At its core, the conversation returned to one idea: clinical intent must be preserved. Documentation that loses specificity creates downstream risks, from coding errors and missed reimbursements to compromised patient safety.
Why specificity matters in clinical documentation
Rube emphasized that “the most accurate way to capture clinical intent is going to be at the point of care… After that, it’s a game of operator – it loses integrity as it goes down the line.” He pointed to diabetes as an example: a vague diagnosis can disrupt care coordination, compromise patient safety, and significantly increase costs for health systems in risk-adjusted payment models.
Tutera added that specificity is “patient safety and financial accuracy,” but acknowledged the burden this places on clinicians.
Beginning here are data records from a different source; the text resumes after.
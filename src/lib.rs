//! # Sesio (Rotating Session Token Store)
//!
//! `sesio` keeps a user authenticated across requests without re-sending
//! credentials. It owns the session token layer only: a principal has
//! already been authenticated once, and this crate issues, verifies,
//! rotates, and revokes the persistent token that represents that login.
//!
//! ## Rotation Protocol
//!
//! Each record keeps two digests: the current token and the immediately
//! prior one. Rotation swaps in a fresh token atomically; the previous
//! token stays valid during a short grace window so in-flight requests are
//! not logged out. A token is *seen* once the client has presented it back;
//! a previous token presented after the current one was confirmed seen is a
//! replay signal, answered with one re-armed acceptance window instead of a
//! hard logout.
//!
//! ## Concurrency
//!
//! Concurrent requests from the same browser (tabs, retries, prefetches)
//! race on the same record. Every mutation (rotate, mark-seen,
//! invalidate-previous) is a single conditional write keyed by the expected
//! prior state, so at most one racer wins and the rest see a clean no-op. A
//! safeguard window absorbs rotation storms: only the first request past
//! the last rotation may rotate an unseen token.
//!
//! ## Storage
//!
//! Raw tokens never reach storage; the store holds HMAC-SHA256 digests
//! keyed by a process-wide secret. [`PgTokenStore`] is the production
//! backend (`sql/schema.sql`); [`MemoryTokenStore`] implements the same
//! conditional-write contract in process.
//!
//! > **Warning:** Rotating the digest secret invalidates every outstanding
//! > session by design.

pub mod audit;
pub mod codec;
pub mod geo;
pub mod manager;
pub mod notify;
pub mod policy;
pub mod record;
pub mod store;
pub mod suspicion;

pub use audit::{AuditAction, AuditEvent, AuditLog, MemoryAuditLog, NoopAuditLog};
pub use codec::TokenCodec;
pub use geo::{Geolocator, NoopGeolocator, StaticGeolocator};
pub use manager::{IssuedToken, SessionManager, VerifiedSession, VerifyContext};
pub use notify::{
    MemoryNotificationDispatch, NoopNotificationDispatch, NotificationDispatch,
    SuspiciousLoginAlert,
};
pub use policy::{SessionPolicy, StaticPolicy};
pub use record::{ClientMeta, SessionToken, TokenMatch};
pub use store::{MemoryTokenStore, PgTokenStore, StoreError, TokenStore};
pub use suspicion::is_suspicious_login;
AI’s promise, he noted, is reducing that cognitive load by shifting clinicians from “copywriters” of documentation to “copy editors” of AI-generated notes.
Building (and protecting) clinician trust
Accuracy, however, is non-negotiable. As Rube explained, “Our gut instinct is that as we see hallucinations and errors, we begin to be very reluctant… we can’t do the 80/20 rule in medicine. We shoot for 100% accuracy.”
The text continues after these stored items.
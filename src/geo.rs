//! Coarse IP geolocation collaborator.
//!
//! Unavailability is a normal condition: `locate` answers `None` for
//! "unknown" and never errors into the caller's control flow.

use async_trait::async_trait;
use std::collections::HashMap;
use std::net::IpAddr;

/// Resolves a client IP to a coarse region such as a country code.
#[async_trait]
pub trait Geolocator: Send + Sync {
    /// `None` means the region is unknown; callers must tolerate it.
    async fn locate(&self, ip: IpAddr) -> Option<String>;
}

/// Geolocator that knows nothing; every lookup is unknown.
#[derive(Clone, Copy, Debug, Default)]
pub struct NoopGeolocator;

#[async_trait]
impl Geolocator for NoopGeolocator {
    async fn locate(&self, _ip: IpAddr) -> Option<String> {
        None
    }
}

/// Fixed IP-to-region table; useful in tests and closed deployments.
#[derive(Clone, Debug, Default)]
pub struct StaticGeolocator {
    regions: HashMap<IpAddr, String>,
}

impl StaticGeolocator {
    #[must_use]
    pub fn new() -> Self {
        Self::default()
    }

    #[must_use]
    pub fn with_region(mut self, ip: IpAddr, region: impl Into<String>) -> Self {
        self.regions.insert(ip, region.into());
        self
    }
}

#[async_trait]
impl Geolocator for StaticGeolocator {
    async fn locate(&self, ip: IpAddr) -> Option<String> {
        self.regions.get(&ip).cloned()
    }
}

#[cfg(test)]
mod tests {
    use super::*;

    #[tokio::test]
    async fn noop_geolocator_is_always_unknown() {
        let geo = NoopGeolocator;
        assert_eq!(geo.locate("1.2.3.4".parse().unwrap()).await, None);
    }

    #[tokio::test]
    async fn static_geolocator_resolves_known_ips() {
        let geo = StaticGeolocator::new()
            .with_region("1.2.3.4".parse().unwrap(), "ES")
            .with_region("2001:db8::1".parse().unwrap(), "DE");

        assert_eq!(
            geo.locate("1.2.3.4".parse().unwrap()).await.as_deref(),
            Some("ES")
        );
        assert_eq!(
            geo.locate("2001:db8::1".parse().unwrap()).await.as_deref(),
            Some("DE")
        );
        assert_eq!(geo.locate("9.9.9.9".parse().unwrap()).await, None);
    }
}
Tutera agreed, underscoring that trust is cumulative: “A few sloppy mistakes will outweigh a lot of wins.” Transparency about system limitations, straightforward onboarding, and highlighting areas of low confidence are all crucial for adoption.
Reducing errors in AI outputs
One major theme was the importance of grounding AI in trusted clinical terminology. Tutera explained that hallucinations happen when models lack context, but anchoring them in IMO Health’s clinical terminology can reduce those risks: “Those hallucinations happen by not guiding the system with either clear enough instructions or grounding them in enough context.”
Rube presented a real-world scenario: “If I say, ‘How’s your diabetes?’ the word itself is meaningless in medicine… But if the system has context from the chart, it can capture the full diagnosis and not hallucinate.”
Lightening the load for clinicians
Despite limitations, both speakers stressed the upside. Tutera reported that CarePilot saves providers an average of 78 minutes per day in documentation. Longer, more complete notes not only meet regulatory and payer requirements but also restore clinicians’ ability to focus on patients.
Rube shared an anecdote from his own care experience; for the first time, his physician said he could go home without a stack of notes to finish. “When ambient works,” Rube said, “the impact on lifestyle is dramatic.”
The future of clinical documentation and AI
Both leaders agreed we are at an inflection point. For AI to deliver lasting value, it must fit seamlessly into workflows, integrate tightly with electronic health records (EHRs), and adapt to clinicians’ styles rather than forcing radical changes.
As Rube summarized, “These emerging technologies must fit in seamlessly to what our goal is here – quality and efficient healthcare… If it doesn’t make sense from a workflow point of view, no one’s going to use it.”